Comparison of Randomly Amplified Polymorphic DNA with Amplified Fragment Length Polymorphism To Assess Genetic Diversity and Genetic Relatedness within Genospecies III of Pseudomonas syringae

Abstract

Recently, DNA pairing analyses showed that Pseudomonas syringae pv. tomato and related pathovars, including P. syringae pv. maculicola, form a genomic species (Pseudomonas tomato) (L. Gardan, H. L. Shafik, and P. A. D. Grimont, p. 445-448, in K. Rudolph, T. J. Burr, J. W. Mansfield, D. Stead, A. Vivian, and J. von Kietzell, ed., Pseudomonas syringae Pathovars and Related Pathogens, 1997). The genetic diversity of 23 strains belonging to this genomic species and 4 outgroup strains was analyzed with randomly amplified polymorphic DNA (RAPD) and amplified fragment length polymorphic (AFLP) techniques. Simple boiling of P. syringae cells was suitable for subsequent DNA amplification to obtain reliable patterns in RAPD and AFLP analyses. In general, the grouping of P. syringae strains by both analysis techniques corresponded well with the classification obtained from an RFLP analysis of ribosomal DNA operons, DNA pairing studies, and an analysis of pathogenicity data. However, two strains of P. syringae pv. maculicola produced distinct DNA patterns compared to the DNA patterns of other P. syringae pv. maculicola strains; these patterns led us to assume that horizontal transfer of DNA could occur between bacterial populations.
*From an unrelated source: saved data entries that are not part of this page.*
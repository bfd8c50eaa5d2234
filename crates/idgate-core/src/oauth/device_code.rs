use std::sync::Arc;
use std::time::Duration;

use async_trait::async_trait;
use reqwest::Client;
use serde::Deserialize;
use tokio::time::Instant;
use tracing::debug;

use super::{announce, request_token, Endpoints};
use crate::auth::{AuthHint, Token, TokenSource};
use crate::error::AuthError;

const DEVICE_CODE_GRANT: &str = "urn:ietf:params:oauth:grant-type:device_code";

/// Poll interval when the provider does not send one (RFC 8628 §3.2).
const DEFAULT_INTERVAL_SECS: u64 = 5;

/// Added to the poll interval on every `slow_down` response.
const SLOW_DOWN_INCREMENT_SECS: u64 = 5;

fn default_interval() -> u64 {
    DEFAULT_INTERVAL_SECS
}

#[derive(Debug, Deserialize)]
struct DeviceAuthorization {
    device_code: String,
    user_code: String,
    verification_uri: String,
    #[serde(default)]
    verification_uri_complete: Option<String>,
    expires_in: u64,
    #[serde(default = "default_interval")]
    interval: u64,
}

/// What to do after one poll of the token endpoint.
#[derive(Debug, PartialEq, Eq)]
enum PollStep {
    Pending,
    SlowDown,
}

/// Device authorization in progress.
pub struct DeviceCodeSource {
    http: Client,
    endpoints: Arc<Endpoints>,
    device_code: String,
    interval: Duration,
    deadline: Instant,
}

impl DeviceCodeSource {
    /// Request a device code and show the user where to enter it.
    pub async fn start(
        http: Client,
        endpoints: Arc<Endpoints>,
        hint: Option<&AuthHint>,
    ) -> Result<Self, AuthError> {
        let form = [
            ("client_id", endpoints.client_id.as_str()),
            ("scope", endpoints.scopes.as_str()),
        ];
        let response = http
            .post(&endpoints.device_authorization_url)
            .form(&form)
            .send()
            .await?;
        let status = response.status();
        if !status.is_success() {
            let body = response.text().await.unwrap_or_default();
            return Err(AuthError::Exchange(format!(
                "device authorization returned {}: {}",
                status,
                truncate(&body)
            )));
        }
        let authorization: DeviceAuthorization = response
            .json()
            .await
            .map_err(|e| AuthError::Exchange(format!("invalid device authorization response: {}", e)))?;

        let message = match &authorization.verification_uri_complete {
            Some(uri) => format!(
                "To sign in, visit:\n  {}\nand confirm the code {}",
                uri, authorization.user_code
            ),
            None => format!(
                "To sign in, visit:\n  {}\nand enter the code {}",
                authorization.verification_uri, authorization.user_code
            ),
        };
        announce(hint, &message);

        let deadline = Instant::now()
            .checked_add(Duration::from_secs(authorization.expires_in))
            .ok_or_else(|| {
                AuthError::Exchange(format!(
                    "device code lifetime out of range: {}s",
                    authorization.expires_in
                ))
            })?;

        Ok(Self {
            http,
            endpoints,
            device_code: authorization.device_code,
            interval: Duration::from_secs(authorization.interval),
            deadline,
        })
    }

    /// One request to the token endpoint. `None` means keep waiting; a
    /// `slow_down` answer also stretches the poll interval.
    async fn poll(&mut self) -> Result<Option<Token>, AuthError> {
        let form = [
            ("grant_type", DEVICE_CODE_GRANT),
            ("device_code", self.device_code.as_str()),
            ("client_id", self.endpoints.client_id.as_str()),
        ];
        match request_token(&self.http, &self.endpoints.token_url, &form).await? {
            Ok(response) => response.into_token().map(Some),
            Err(error) => match classify_poll_error(&error.error) {
                Some(PollStep::Pending) => {
                    debug!("Device authorization pending");
                    Ok(None)
                }
                Some(PollStep::SlowDown) => {
                    self.interval = self
                        .interval
                        .saturating_add(Duration::from_secs(SLOW_DOWN_INCREMENT_SECS));
                    debug!(interval = ?self.interval, "Provider asked to slow down");
                    Ok(None)
                }
                None => Err(error.into_auth_error()),
            },
        }
    }
}

#[async_trait]
impl TokenSource for DeviceCodeSource {
    async fn token(&mut self) -> Result<Token, AuthError> {
        loop {
            tokio::time::sleep(self.interval).await;
            if Instant::now() >= self.deadline {
                return Err(AuthError::Exchange("device code expired".to_string()));
            }
            if let Some(token) = self.poll().await? {
                return Ok(token);
            }
        }
    }
}

fn classify_poll_error(code: &str) -> Option<PollStep> {
    match code {
        "authorization_pending" => Some(PollStep::Pending),
        "slow_down" => Some(PollStep::SlowDown),
        _ => None,
    }
}

/// Maximum error body length carried into error messages
const MAX_ERROR_BODY_LENGTH: usize = 200;

fn truncate(body: &str) -> &str {
    match body.char_indices().nth(MAX_ERROR_BODY_LENGTH) {
        Some((idx, _)) => &body[..idx],
        None => body,
    }
}

#[cfg(test)]
mod tests {
    use super::*;

    #[test]
    fn test_device_authorization_defaults_interval() {
        let authorization: DeviceAuthorization = serde_json::from_str(
            r#"{
                "device_code": "dc",
                "user_code": "ABCD-EFGH",
                "verification_uri": "https://auth.example.com/device",
                "expires_in": 600
            }"#,
        )
        .unwrap();
        assert_eq!(authorization.interval, DEFAULT_INTERVAL_SECS);
        assert_eq!(authorization.verification_uri_complete, None);
    }

    #[test]
    fn test_classify_poll_error() {
        assert_eq!(classify_poll_error("authorization_pending"), Some(PollStep::Pending));
        assert_eq!(classify_poll_error("slow_down"), Some(PollStep::SlowDown));
        assert_eq!(classify_poll_error("access_denied"), None);
        assert_eq!(classify_poll_error("expired_token"), None);
    }

    #[test]
    fn test_truncate() {
        assert_eq!(truncate("short"), "short");
        let long = "x".repeat(500);
        assert_eq!(truncate(&long).len(), MAX_ERROR_BODY_LENGTH);
    }

    // ========================================================================
    // Against a mock identity provider
    // ========================================================================

    fn endpoints(server: &mockito::ServerGuard) -> Arc<Endpoints> {
        Arc::new(Endpoints {
            client_id: "client-1".to_string(),
            authorize_url: format!("{}/as/authorize", server.url()),
            token_url: format!("{}/as/token", server.url()),
            device_authorization_url: format!("{}/as/device_authorization", server.url()),
            scopes: "openid".to_string(),
            redirect_port: 0,
        })
    }

    async fn device_authorization(server: &mut mockito::ServerGuard, body: &str) -> mockito::Mock {
        server
            .mock("POST", "/as/device_authorization")
            .match_body(mockito::Matcher::UrlEncoded("client_id".into(), "client-1".into()))
            .with_status(200)
            .with_body(body)
            .create_async()
            .await
    }

    async fn token_endpoint(server: &mut mockito::ServerGuard, status: usize, body: &str) {
        server
            .mock("POST", "/as/token")
            .match_body(mockito::Matcher::UrlEncoded("device_code".into(), "dc".into()))
            .with_status(status)
            .with_body(body)
            .create_async()
            .await;
    }

    const AUTHORIZATION: &str = r#"{
        "device_code": "dc",
        "user_code": "ABCD-EFGH",
        "verification_uri": "https://auth.example.com/device",
        "expires_in": 600,
        "interval": 0
    }"#;

    #[tokio::test]
    async fn test_device_flow_issues_token() {
        let mut server = mockito::Server::new_async().await;
        let authorize = device_authorization(&mut server, AUTHORIZATION).await;
        token_endpoint(&mut server, 200, r#"{ "access_token": "A", "expires_in": 60 }"#).await;

        let mut source = DeviceCodeSource::start(Client::new(), endpoints(&server), None)
            .await
            .unwrap();
        let token = source.token().await.unwrap();

        assert_eq!(token.access_token, "A");
        assert_eq!(token.refresh_token, None);
        authorize.assert_async().await;
    }

    #[tokio::test]
    async fn test_device_authorization_failure() {
        let mut server = mockito::Server::new_async().await;
        server
            .mock("POST", "/as/device_authorization")
            .with_status(401)
            .with_body(r#"{ "error": "invalid_client" }"#)
            .create_async()
            .await;

        let result = DeviceCodeSource::start(Client::new(), endpoints(&server), None).await;
        assert!(matches!(result, Err(AuthError::Exchange(m)) if m.contains("401") && m.contains("invalid_client")));
    }

    #[tokio::test]
    async fn test_out_of_range_device_code_lifetime() {
        let mut server = mockito::Server::new_async().await;
        let body = AUTHORIZATION.replace("\"expires_in\": 600", &format!("\"expires_in\": {}", u64::MAX));
        device_authorization(&mut server, &body).await;

        let result = DeviceCodeSource::start(Client::new(), endpoints(&server), None).await;
        assert!(matches!(result, Err(AuthError::Exchange(m)) if m.contains("out of range")));
    }

    #[tokio::test]
    async fn test_expired_device_code_stops_polling() {
        let mut server = mockito::Server::new_async().await;
        let body = AUTHORIZATION.replace("\"expires_in\": 600", "\"expires_in\": 0");
        device_authorization(&mut server, &body).await;
        let token = server.mock("POST", "/as/token").expect(0).create_async().await;

        let mut source = DeviceCodeSource::start(Client::new(), endpoints(&server), None)
            .await
            .unwrap();

        assert!(matches!(source.token().await, Err(AuthError::Exchange(m)) if m == "device code expired"));
        token.assert_async().await;
    }

    async fn started(server: &mut mockito::ServerGuard) -> DeviceCodeSource {
        device_authorization(server, AUTHORIZATION).await;
        DeviceCodeSource::start(Client::new(), endpoints(server), None)
            .await
            .unwrap()
    }

    #[tokio::test]
    async fn test_poll_pending_keeps_interval() {
        let mut server = mockito::Server::new_async().await;
        let mut source = started(&mut server).await;
        token_endpoint(&mut server, 400, r#"{ "error": "authorization_pending" }"#).await;

        assert!(source.poll().await.unwrap().is_none());
        assert_eq!(source.interval, Duration::ZERO);
    }

    #[tokio::test]
    async fn test_poll_slow_down_backs_off() {
        let mut server = mockito::Server::new_async().await;
        let mut source = started(&mut server).await;
        token_endpoint(&mut server, 400, r#"{ "error": "slow_down" }"#).await;

        assert!(source.poll().await.unwrap().is_none());
        assert_eq!(source.interval, Duration::from_secs(SLOW_DOWN_INCREMENT_SECS));
        assert!(source.poll().await.unwrap().is_none());
        assert_eq!(source.interval, Duration::from_secs(2 * SLOW_DOWN_INCREMENT_SECS));
    }

    #[tokio::test]
    async fn test_poll_access_denied() {
        let mut server = mockito::Server::new_async().await;
        let mut source = started(&mut server).await;
        token_endpoint(&mut server, 400, r#"{ "error": "access_denied" }"#).await;

        assert!(matches!(source.poll().await, Err(AuthError::Denied(m)) if m == "access_denied"));
    }

    #[tokio::test]
    async fn test_poll_expired_token() {
        let mut server = mockito::Server::new_async().await;
        let mut source = started(&mut server).await;
        token_endpoint(&mut server, 400, r#"{ "error": "expired_token" }"#).await;

        assert!(matches!(source.poll().await, Err(AuthError::Exchange(m)) if m == "expired_token"));
    }
}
Both techniques used in this study have high discriminating power because strains of P. syringae pv. tomato and P. syringae pv. maculicola which were indistinguishable by other techniques, including pathogenicity tests on tomato, were separated into two groups by both RAPD and AFLP analyses. In addition, data analysis showed that the AFLP method was more efficient for assessing intrapathovar diversity than RAPD analysis and allowed clear delineation between intraspecific and interspecific genetic distances, suggesting that it could be an alternative to DNA pairing studies. However, it was not possible to distinguish the two races of P. syringae pv. tomato on the basis of an analysis of the data provided by either the AFLP or RAPD technique.

FIG. 1

Synthesis of 11-bp adaptors by digestion of annealed, symmetrical, 22-bp oligonucleotides with TaqI.

FIG. 2

Dendrograms showing the genetic relatedness of P. syringae and P. viridiflava strains based on RAPD and AFLP analyses. The trees were constructed by the neighbor-joining (NJ) method. A, D, M, N, and Q indicate genomic groups determined by PCR-RFLP analysis of the rrn operon (12), and sp. I, sp. II, sp. III, and sp. VI indicate the genomic species determined by DNA-DNA hybridization (18). The scale indicates the amount of difference. The numbers on the branches indicate the bootstrap percentage at each node. +, strain pathogenic on tomato; −, strain not pathogenic on tomato.

FIG. 3

Correlation between the genetic distances calculated with AFLP data and the genetic distances calculated with RAPD data. Data points indicate combinations of genetic distances calculated for pairs of isolates. A total of 27 strains were tested in the study (linear correlation, P < 0.0001, r² = 0.76).

FIG. 4

Histograms of intraspecific and interspecific genetic distances calculated with RAPD and AFLP data.